P (α_{i} < α_{j} ∣ θ) = \frac{1}{k (m - k)} \sum_{i \in G_{k}} \sum_{j \notin G} I (α_{i} < α_{j})

(5)

where I (x) evaluates to one when x is true and zero when x is false. Eq. 5 is equivalent to computing the area under an ROC curve (AUC) for classifying feature sets as either relevant or irrelevant [13].

2.2. Iteratively Updating Knowledge

It may be difficult to compile a comprehensive list of knowledge from literature and independent validation. Consequently, we can expect that some feature sets that are not in our knowledge set,j∉G_k, are, in fact, relevant biomarkers. If V is the set of all relevant biomarkers, regardless of whether their relevance is known, we define the knowledge update function, S , as

G_{k + 1} = S_{\hat{θ}} (G_{k}) = {{G_{k}, \arg \min_{i} α_{i}} : i \in V, i \notin G_{k}} .

(6)

This function adds to G_k a relevant biomarker with the best rank according to the estimated optimal metric, $\hat{θ}$ . Of course, a feature set is known to be in the set V only after performing a validation procedure such as qRT-PCR.

If we know all feature sets in V , we can quantify any improvement in efficiency due to optimization of the ranking metric. Using bootstrap resampling, we randomly and repeatedly partition the feature sets in V into a group of known relevant feature sets (training) and a group of unknown relevant feature sets (testing). If there are K elements in V , we randomly select K elements with replacement, resulting in K * (K * <K) unique elements for the testing set. We use the group of K - K * known relevant feature sets to optimize the ranking metric, then iteratively detect feature sets from the unknown set of K * features and update our knowledge using eq. 6. Every validation test requires a finite amount of time and resources. Plotting the fraction of correctly validated biomarkers (y-axis) vs. total validation time (x- axis), reveals that higher detection efficiency corresponds to a larger area under this curve. This curve is similar to a ROC curve, so we also call the area under this curve the AUC. We repeat this bootstrap sampling of feature sets 100 times in order to compute the significance of the differences among three conditions: optimal metric selection, sub-optimal metric selection, and sub-optimal initial knowledge. For the sub-optimal metric selection condition, we use correct initial knowledge selected from V via bootstrap, but use a modified equation to choose $\hat{θ}$ with median AUC:

\hat{θ} = \arg m e d i a n_{θ} P (α_{i} < α_{j} ∣ θ) .

(7)

Selection of a ranking metric with median AUC represents the common practice of arbitrarily selecting a metric with no regard for biological relevance and efficiency. This median AUC algorithm also serves as a reference point for assessing the potential improvement of efficiency when using the optimal algorithm.

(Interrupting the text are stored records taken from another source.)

// =============================================================================
// Tests
// =============================================================================

#[cfg(test)]
mod tests {
    use super::*;
    use escrow_domain::AgreementId;
    use rust_decimal_macros::dec;

    fn needer() -> LedgerAddress {
        LedgerAddress::new("0x1111111111111111111111111111111111111111").unwrap()
    }

    fn provider() -> LedgerAddress {
        LedgerAddress::new("0x2222222222222222222222222222222222222222").unwrap()
    }

    fn key() -> AgreementKey {
        AgreementId::new("A1").unwrap().ledger_key()
    }

    fn create_call(amount: Decimal) -> LedgerCall {
        LedgerCall::CreateAgreement {
            key: key(),
            needer: needer(),
            provider: provider(),
            requirements: "r".to_string(),
            terms: "t".to_string(),
            escrow_amount: amount,
        }
    }

    async fn connected() -> StubLedger {
        let ledger = StubLedger::new();
        ledger.connect().await.unwrap();
        ledger
    }

    #[tokio::test]
    async fn test_offline_ledger_rejects() {
        let ledger = StubLedger::new();
        let err = ledger.submit(&needer(), &create_call(dec!(500))).await.unwrap_err();
        assert!(matches!(err, LedgerError::NetworkUnavailable(_)));
        assert_eq!(ledger.submission_count(), 0);
    }

    #[tokio::test]
    async fn test_full_contract_lifecycle() {
        let ledger = connected().await;
        ledger.set_balance(&needer(), dec!(1000));

        ledger.submit(&needer(), &create_call(dec!(500))).await.unwrap();
        assert_eq!(ledger.balance(&needer()), Some(dec!(500)));

        ledger.submit(&provider(), &LedgerCall::AcceptAgreement { key: key() }).await.unwrap();
        ledger.submit(&needer(), &LedgerCall::CompleteAgreement { key: key() }).await.unwrap();
        ledger.submit(&provider(), &LedgerCall::WithdrawEscrow { key: key() }).await.unwrap();

        let record = ledger.agreement(&key()).unwrap();
        assert_eq!(record.status, LedgerStatus::Completed);
        assert_eq!(record.escrow_amount, dec!(0));
        assert_eq!(ledger.balance(&provider()), Some(dec!(500)));

        // Second withdrawal rejected
        let err = ledger
            .submit(&provider(), &LedgerCall::WithdrawEscrow { key: key() })
            .await
            .unwrap_err();
        assert!(matches!(err, LedgerError::PreconditionViolated(_)));
        assert_eq!(ledger.submissions_of(OperationKind::Withdrawal), 1);
    }

    #[tokio::test]
    async fn test_duplicate_key_rejected() {
        let ledger = connected().await;
        ledger.submit(&needer(), &create_call(dec!(500))).await.unwrap();
        let err = ledger.submit(&needer(), &create_call(dec!(500))).await.unwrap_err();
        assert!(matches!(err, LedgerError::PreconditionViolated(_)));
    }

    #[tokio::test]
    async fn test_insufficient_funds() {
        let ledger = connected().await;
        ledger.set_balance(&needer(), dec!(100));
        let err = ledger.submit(&needer(), &create_call(dec!(500))).await.unwrap_err();
        assert!(matches!(err, LedgerError::InsufficientFunds(_)));
    }

    #[tokio::test]
    async fn test_role_guards() {
        let ledger = connected().await;
        assert!(ledger.submit(&provider(), &create_call(dec!(500))).await.is_err());

        ledger.submit(&needer(), &create_call(dec!(500))).await.unwrap();
        assert!(ledger.submit(&needer(), &LedgerCall::AcceptAgreement { key: key() }).await.is_err());
        assert!(ledger.submit(&provider(), &LedgerCall::CompleteAgreement { key: key() }).await.is_err());
    }

    #[tokio::test]
    async fn test_cancel_refunds_needer() {
        let ledger = connected().await;
        ledger.set_balance(&needer(), dec!(500));
        ledger.submit(&needer(), &create_call(dec!(500))).await.unwrap();
        ledger.submit(&provider(), &LedgerCall::CancelAgreement { key: key() }).await.unwrap();

        assert_eq!(ledger.agreement(&key()).unwrap().status, LedgerStatus::Cancelled);
        assert_eq!(ledger.balance(&needer()), Some(dec!(500)));
    }

    #[tokio::test]
    async fn test_held_transaction_pending_until_mined() {
        let ledger = connected().await;
        ledger.set_hold(true);

        let tx = ledger.submit(&needer(), &create_call(dec!(500))).await.unwrap();
        assert_eq!(ledger.transaction_status(&tx).await.unwrap(), TxStatus::Pending);
        assert!(ledger.agreement(&key()).is_none());

        assert_eq!(ledger.mine_pending(), 1);
        assert!(ledger.transaction_status(&tx).await.unwrap().confirmed_with(1).is_some());
        assert!(ledger.agreement(&key()).is_some());
    }

    #[tokio::test]
    async fn test_wait_for_receipt_wakes_on_mine() {
        let ledger = std::sync::Arc::new(connected().await);
        ledger.set_hold(true);
        let tx = ledger.submit(&needer(), &create_call(dec!(500))).await.unwrap();

        let waiter = {
            let ledger = ledger.clone();
            let tx = tx.clone();
            tokio::spawn(async move { ledger.wait_for_receipt(&tx, 1).await })
        };

        tokio::task::yield_now().await;
        ledger.mine_pending();

        let status = waiter.await.unwrap().unwrap();
        assert!(status.confirmed_with(1).is_some());
    }

    #[tokio::test]
    async fn test_held_transaction_reverts_if_state_moved() {
        let ledger = connected().await;
        ledger.submit(&needer(), &create_call(dec!(500))).await.unwrap();

        // Both pass the guards at submission; mined in order, accept lands on a cancelled agreement
        ledger.set_hold(true);
        let cancel = ledger.submit(&needer(), &LedgerCall::CancelAgreement { key: key() }).await.unwrap();
        let accept = ledger.submit(&provider(), &LedgerCall::AcceptAgreement { key: key() }).await.unwrap();
        ledger.mine_pending();

        assert!(ledger.transaction_status(&cancel).await.unwrap().confirmed_with(1).is_some());
        assert!(matches!(
            ledger.transaction_status(&accept).await.unwrap(),
            TxStatus::Reverted { .. }
        ));
        assert_eq!(ledger.agreement(&key()).unwrap().status, LedgerStatus::Cancelled);
    }

    #[tokio::test]
    async fn test_fail_next() {
        let ledger = connected().await;
        ledger.fail_next(LedgerError::UserDeclined("rejected in wallet".to_string()));

        let err = ledger.submit(&needer(), &create_call(dec!(500))).await.unwrap_err();
        assert!(matches!(err, LedgerError::UserDeclined(_)));
        assert_eq!(ledger.submission_count(), 0);

        assert!(ledger.submit(&needer(), &create_call(dec!(500))).await.is_ok());
    }

    #[tokio::test]
    async fn test_identity_binding() {
        let identity = StubIdentity::new();
        let user = uuid::Uuid::now_v7();
        assert!(identity.resolve(user).await.is_none());

        identity.bind(user, needer());
        assert_eq!(identity.resolve(user).await, Some(needer()));

        identity.unbind(user);
        assert!(identity.resolve(user).await.is_none());
    }
}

For the sub-optimal initial knowledge condition, we begin the simulation with incorrect knowledge selected via bootstrap and use eq. 4 to optimize the ranking algorithm before updating the current knowledge set. We expect the average AUC of the optimal selection condition to be higher than that of both of the sub-optimal conditions. Figure 1 illustrates this process.

Quantifying the efficiency of detecting relevant feature sets. For clinical data, we define V as the set of K known differentially expressed feature sets. Using bootstrap cross validation, we partition V into K* and *K-K** samples. K* is the number of unique samples after sampling from *V K* times with replacement. We optimize the ranking algorithm using *K-K** feature sets and assess the algorithm's efficiency in detecting the remaining K* feature sets. For each of the three conditions— optimal metric selection, sub-optimal metric selection, and sub-optimal initial knowledge—we perform this bootstrap sampling 100 times in order to compute the significance of any differences between mean AUC values.

To determine whether the optimization procedure is over-fitting to the knowledge set, we conduct additional tests using randomly selected knowledge sets. If over-fitting is occurring, results of the optimal, suboptimal, and suboptimal knowledge tests for randomly selected knowledge should be similar to those of the true knowledge set.

2.3. Microarray Data Analysis and qRT-PCR Validation

We examine two clinical case studies using renal tumor microarray datasets. The first dataset, from a study by Schuetz et al., uses Affymetrix microarrays (HG-Focus, 8793 probesets) to profile samples from three subtypes of renal tumors: 13 clear cell (CC) renal cell carcinoma (RCC), 4 chromophobe (CHR) RCC, and 3 oncocytoma (ONC, benign) [2]. The second dataset, from a study by Jones et al., uses a different model of Affymetrix microarrays (HG-U133A, 22283 probesets reduced to 8793 that are common to HG-Focus) to examine similar renal tumor subtypes with 32 CC, 6 CHR, and 12 ONC samples [16]. We are interested in biomarkers that differentiate the CC class from the combined group of ONC and CHR.

Using literature, we identify genes that have been validated (via qRT-PCR or IHC) as differentially expressed between the CC and ONC/CHR subtypes. We then validate an additional 94 genes using qRT-PCR (using RNA from 34 CC and 18 CHR tissue samples). These 94 genes were selected by a renal cancer pathologist based on his knowledge and previous research. Only some of the 94 genes assayed with qRT-PCR are differentially expressed as assessed by a linear SVM with classification error estimated using 0.632 bootstrap. Genes measured with qRT-PCR are categorized as differentially expressed if the estimated classification error is less than 10%. Using the set of knowledge from both literature and qRT-PCR validation, we examine the efficiency of detecting these biomarkers by optimizing the ranking metric under various conditions, as illustrated in figure 1.

3. Results and Discussion

As described in the methods, we identify five genes from literature that are differentially expressed between the CC and ONC/CHR renal tumor subtypes (table 1). Each of these genes had been validated using either qRT-PCR or IHC. Additionally, we validate several other potential biomarkers using qRT-PCR and select genes with estimated classification errors of less than 10% (table 2).

Table 1.

Genes validated as differentially expressed between CC and ONC/CHR renal rumor subtypes from various knowledge sources.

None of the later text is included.